---------- Provided records ----------

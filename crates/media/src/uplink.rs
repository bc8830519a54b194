//! Session-Uplink – Verbindung eines Media-Legs zum Session-Gateway
//!
//! Baut eine Framed-TCP-Verbindung zum Gateway auf, authentifiziert sich per
//! HMAC-Signatur, startet die Session und leitet danach Audio in beide
//! Richtungen weiter.
//!
//! ## Reconnect
//! Bei Verbindungsabbruch wird mit exponentiellem Backoff neu verbunden
//! (`backoff_basis_ms · 2^n`, gedeckelt auf `backoff_max_ms`, hoechstens
//! `max_versuche` Versuche in Folge). Waehrend der Trennung anfallendes
//! Audio landet in einem begrenzten Ring; bei Ueberlauf faellt das aelteste
//! Frame heraus. Sequenznummer und Zeitstempel jedes Frames stammen aus dem
//! RTP-Header und werden unveraendert weitergereicht, damit der Jitter Buffer
//! des Gateways umsortieren und Luecken verdecken kann. Ablehnungen mit nicht wiederholbarem Close-Code (z.B.
//! Auth-Fehler) beenden den Uplink sofort.

use std::collections::VecDeque;
use std::time::Duration;

use bytes::Bytes;
use callbridge_protocol::{
    codec, signatur, Codec, Frame, FrameCodec, InboundMessage, OutboundMessage, RealtimeOptions,
};
use futures_util::{SinkExt, StreamExt};
use serde::Deserialize;
use tokio::net::TcpStream;
use tokio::sync::mpsc;
use tokio::task::JoinHandle;
use tokio_util::codec::Framed;

use crate::error::{MediaError, MediaResult};
use crate::frame::AudioFrame;

type UplinkFramed = Framed<TcpStream, FrameCodec>;

// ---------------------------------------------------------------------------
// Konfiguration
// ---------------------------------------------------------------------------

/// Konfiguration des Session-Uplinks
#[derive(Debug, Clone, Deserialize)]
#[serde(default)]
pub struct UplinkConfig {
    /// Adresse des Session-Gateways (host:port)
    pub gateway_adresse: String,
    /// Gemeinsames HMAC-Geheimnis fuer den Handshake
    pub hmac_geheimnis: String,
    pub campaign_id: Option<String>,
    pub agent_id: String,
    /// Abtastrate des Uplink-Audios (linear16)
    pub sample_rate: u32,
    pub backoff_basis_ms: u64,
    pub backoff_max_ms: u64,
    pub max_versuche: u32,
    /// Frames, die waehrend einer Trennung gepuffert werden
    pub ring_kapazitaet: usize,
    pub handshake_timeout_ms: u64,
}

impl Default for UplinkConfig {
    fn default() -> Self {
        Self {
            gateway_adresse: "127.0.0.1:9400".into(),
            hmac_geheimnis: String::new(),
            campaign_id: None,
            agent_id: "default".into(),
            sample_rate: 8_000,
            backoff_basis_ms: 200,
            backoff_max_ms: 5_000,
            max_versuche: 8,
            ring_kapazitaet: 50,
            handshake_timeout_ms: 5_000,
        }
    }
}

impl UplinkConfig {
    /// Wartezeit vor dem `versuch`-ten erneuten Verbindungsversuch (ab 1)
    pub fn backoff(&self, versuch: u32) -> Duration {
        let exponent = versuch.saturating_sub(1).min(16);
        let ms = self
            .backoff_basis_ms
            .saturating_mul(1u64 << exponent)
            .min(self.backoff_max_ms);
        Duration::from_millis(ms)
    }
}

// ---------------------------------------------------------------------------
// AudioRing
// ---------------------------------------------------------------------------

/// Begrenzter FIFO fuer Audio waehrend einer Trennung (aeltestes faellt raus)
#[derive(Debug)]
pub struct AudioRing {
    frames: VecDeque<AudioFrame>,
    kapazitaet: usize,
    verworfen: u64,
}

impl AudioRing {
    pub fn neu(kapazitaet: usize) -> Self {
        Self {
            frames: VecDeque::with_capacity(kapazitaet),
            kapazitaet: kapazitaet.max(1),
            verworfen: 0,
        }
    }

    pub fn einlegen(&mut self, frame: AudioFrame) {
        if self.frames.len() >= self.kapazitaet {
            self.frames.pop_front();
            self.verworfen += 1;
        }
        self.frames.push_back(frame);
    }

    pub fn entnehmen(&mut self) -> Option<AudioFrame> {
        self.frames.pop_front()
    }

    pub fn len(&self) -> usize {
        self.frames.len()
    }

    pub fn is_empty(&self) -> bool {
        self.frames.is_empty()
    }

    pub fn verworfen(&self) -> u64 {
        self.verworfen
    }
}

// ---------------------------------------------------------------------------
// SessionUplink
// ---------------------------------------------------------------------------

/// Handle auf einen laufenden Uplink
///
/// Droppen des Handles beendet den Uplink (die Session wird mit `end`
/// geschlossen).
pub struct SessionUplink {
    audio_tx: mpsc::Sender<AudioFrame>,
    task: JoinHandle<MediaResult<()>>,
}

/// Ausgang einer einzelnen Verbindung
enum Verbindungsende {
    /// Leg wurde lokal beendet oder Gateway hat regulaer beendet
    Fertig,
    /// Verbindung verloren, neu verbinden
    Getrennt,
}

impl SessionUplink {
    /// Startet den Uplink-Task
    ///
    /// Nachrichten des Gateways (z.B. `tts.chunk`, `dtmf.send`) kommen auf
    /// dem zurueckgegebenen Empfaenger an.
    pub fn starten(
        config: UplinkConfig,
        call_id: String,
    ) -> (Self, mpsc::Receiver<OutboundMessage>) {
        let (audio_tx, audio_rx) = mpsc::channel(config.ring_kapazitaet.max(8));
        let (nachrichten_tx, nachrichten_rx) = mpsc::channel(256);

        let task = tokio::spawn(uplink_loop(config, call_id, audio_rx, nachrichten_tx));
        (Self { audio_tx, task }, nachrichten_rx)
    }

    /// Uebergibt einen dekodierten Frame (nicht blockierend; bei voller Queue verworfen)
    pub fn audio_senden(&self, frame: AudioFrame) -> bool {
        self.audio_tx.try_send(frame).is_ok()
    }

    /// Beendet den Uplink und wartet auf das Ergebnis
    pub async fn beenden(self) -> MediaResult<()> {
        let Self { audio_tx, task } = self;
        drop(audio_tx);
        task.await
            .map_err(|e| MediaError::Intern(format!("Uplink-Task abgebrochen: {e}")))?
    }
}

async fn uplink_loop(
    config: UplinkConfig,
    call_id: String,
    mut audio_rx: mpsc::Receiver<AudioFrame>,
    nachrichten_tx: mpsc::Sender<OutboundMessage>,
) -> MediaResult<()> {
    let mut ring = AudioRing::neu(config.ring_kapazitaet);
    let mut fehlversuche = 0u32;

    loop {
        match verbinden(&config, &call_id).await {
            Ok(mut framed) => {
                if fehlversuche > 0 {
                    tracing::info!(call_id = %call_id, versuche = fehlversuche, "Uplink wieder verbunden");
                }
                fehlversuche = 0;
                match verbindung_bedienen(
                    &mut framed,
                    &config,
                    &mut ring,
                    &mut audio_rx,
                    &nachrichten_tx,
                )
                .await
                {
                    Ok(Verbindungsende::Fertig) => return Ok(()),
                    Ok(Verbindungsende::Getrennt) => {
                        tracing::warn!(call_id = %call_id, "Uplink getrennt, verbinde neu");
                    }
                    Err(e) if e.ist_wiederholbar() => {
                        tracing::warn!(call_id = %call_id, fehler = %e, "Uplink-Fehler, verbinde neu");
                    }
                    Err(e) => return Err(e),
                }
            }
            Err(e) if e.ist_wiederholbar() => {
                tracing::debug!(call_id = %call_id, fehler = %e, "Verbindungsversuch fehlgeschlagen");
            }
            Err(e) => {
                tracing::warn!(call_id = %call_id, fehler = %e, "Uplink abgelehnt");
                return Err(e);
            }
        }

        fehlversuche += 1;
        if fehlversuche >= config.max_versuche {
            tracing::error!(call_id = %call_id, versuche = fehlversuche, "Uplink aufgegeben");
            return Err(MediaError::VersucheErschoepft(fehlversuche));
        }

        // Backoff; Audio landet derweil im Ring
        let schlaf = tokio::time::sleep(config.backoff(fehlversuche));
        tokio::pin!(schlaf);
        loop {
            tokio::select! {
                _ = &mut schlaf => break,
                frame = audio_rx.recv() => match frame {
                    Some(frame) => ring.einlegen(frame),
                    None => return Ok(()),
                },
            }
        }
    }
}

/// Session-Frame mit Sequenz und Zeitstempel des RTP-Pakets (linear16)
fn audio_frame(frame: &AudioFrame) -> Frame {
    Frame::Audio {
        seq: frame.seq,
        timestamp: frame.timestamp,
        payload: Bytes::from(codec::encode(&frame.samples, Codec::Linear16)),
    }
}

/// Verbindet, authentifiziert und startet die Session
async fn verbinden(config: &UplinkConfig, call_id: &str) -> MediaResult<UplinkFramed> {
    let stream = TcpStream::connect(&config.gateway_adresse).await?;
    stream.set_nodelay(true)?;
    let mut framed = Framed::new(stream, FrameCodec::new());

    let timestamp = chrono::Utc::now().timestamp();
    let auth = InboundMessage::Auth {
        call_id: call_id.to_string(),
        campaign_id: config.campaign_id.clone(),
        api_key: None,
        token: None,
        timestamp: Some(timestamp),
        signature: Some(signatur::signieren(
            config.hmac_geheimnis.as_bytes(),
            call_id,
            timestamp,
        )),
        options: RealtimeOptions {
            audio_format: Codec::Linear16,
            sample_rate: config.sample_rate,
            ..Default::default()
        },
    };
    framed.send(Frame::json(&auth)?).await?;

    let frist = Duration::from_millis(config.handshake_timeout_ms);
    tokio::time::timeout(frist, auf_connected_warten(&mut framed))
        .await
        .map_err(|_| MediaError::protokoll("Handshake-Timeout"))??;

    let start = InboundMessage::Start {
        agent_id: config.agent_id.clone(),
    };
    framed.send(Frame::json(&start)?).await?;
    tracing::debug!(call_id, adresse = %config.gateway_adresse, "Uplink-Session gestartet");
    Ok(framed)
}

async fn auf_connected_warten(framed: &mut UplinkFramed) -> MediaResult<()> {
    while let Some(frame) = framed.next().await {
        match frame? {
            Frame::Json(bytes) => match serde_json::from_slice::<OutboundMessage>(&bytes) {
                Ok(OutboundMessage::Connected { session_id, .. }) => {
                    tracing::trace!(session_id = %session_id, "Handshake bestaetigt");
                    return Ok(());
                }
                Ok(OutboundMessage::Error { code, message, .. }) => {
                    tracing::debug!(?code, message = %message, "Fehler im Handshake");
                }
                Ok(andere) => {
                    return Err(MediaError::protokoll(format!(
                        "Unerwartete Nachricht im Handshake: {}",
                        andere.typ()
                    )))
                }
                Err(e) => return Err(MediaError::protokoll(format!("Ungueltiges JSON: {e}"))),
            },
            Frame::Close { code, grund } => return Err(MediaError::Abgelehnt { code, grund }),
            Frame::Audio { .. } => {}
        }
    }
    Err(MediaError::protokoll("Verbindung im Handshake geschlossen"))
}

/// Bedient eine aufgebaute Verbindung bis zur Trennung
async fn verbindung_bedienen(
    framed: &mut UplinkFramed,
    config: &UplinkConfig,
    ring: &mut AudioRing,
    audio_rx: &mut mpsc::Receiver<AudioFrame>,
    nachrichten_tx: &mpsc::Sender<OutboundMessage>,
) -> MediaResult<Verbindungsende> {
    // Gepuffertes Audio zuerst nachliefern
    while let Some(frame) = ring.entnehmen() {
        if framed.send(audio_frame(&frame)).await.is_err() {
            ring.einlegen(frame);
            return Ok(Verbindungsende::Getrennt);
        }
    }

    loop {
        tokio::select! {
            frame = audio_rx.recv() => match frame {
                Some(frame) => {
                    if framed.send(audio_frame(&frame)).await.is_err() {
                        ring.einlegen(frame);
                        return Ok(Verbindungsende::Getrennt);
                    }
                }
                None => {
                    // Leg beendet: Session regulaer schliessen
                    let ende = InboundMessage::End {
                        reason: Some("leg_closed".into()),
                    };
                    if let Ok(frame) = Frame::json(&ende) {
                        let _ = framed.send(frame).await;
                    }
                    return Ok(Verbindungsende::Fertig);
                }
            },
            eingehend = framed.next() => match eingehend {
                Some(Ok(Frame::Json(bytes))) => {
                    let nachricht = match serde_json::from_slice::<OutboundMessage>(&bytes) {
                        Ok(n) => n,
                        Err(e) => {
                            tracing::debug!(fehler = %e, "Unbekannte Gateway-Nachricht ignoriert");
                            continue;
                        }
                    };
                    match nachricht {
                        OutboundMessage::Ping { timestamp } => {
                            let pong = InboundMessage::Pong { timestamp: Some(timestamp) };
                            framed.send(Frame::json(&pong)?).await?;
                        }
                        OutboundMessage::End { reason } => {
                            tracing::debug!(grund = %reason, "Gateway hat die Session beendet");
                            let _ = nachrichten_tx.send(OutboundMessage::End { reason }).await;
                            return Ok(Verbindungsende::Fertig);
                        }
                        andere => {
                            if nachrichten_tx.send(andere).await.is_err() {
                                return Ok(Verbindungsende::Fertig);
                            }
                        }
                    }
                }
                Some(Ok(Frame::Close { code, grund })) => {
                    if code == callbridge_protocol::CloseCode::Normal.code() {
                        return Ok(Verbindungsende::Fertig);
                    }
                    return Err(MediaError::Abgelehnt { code, grund });
                }
                Some(Ok(Frame::Audio { .. })) => {
                    tracing::trace!(sample_rate = config.sample_rate, "Binaeres Audio vom Gateway ignoriert");
                }
                Some(Err(e)) => {
                    tracing::debug!(fehler = %e, "Lesefehler auf dem Uplink");
                    return Ok(Verbindungsende::Getrennt);
                }
                None => return Ok(Verbindungsende::Getrennt),
            },
        }
    }
}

----------

Your answer must be a single number: the count of lines in the records that include "Receiver".

3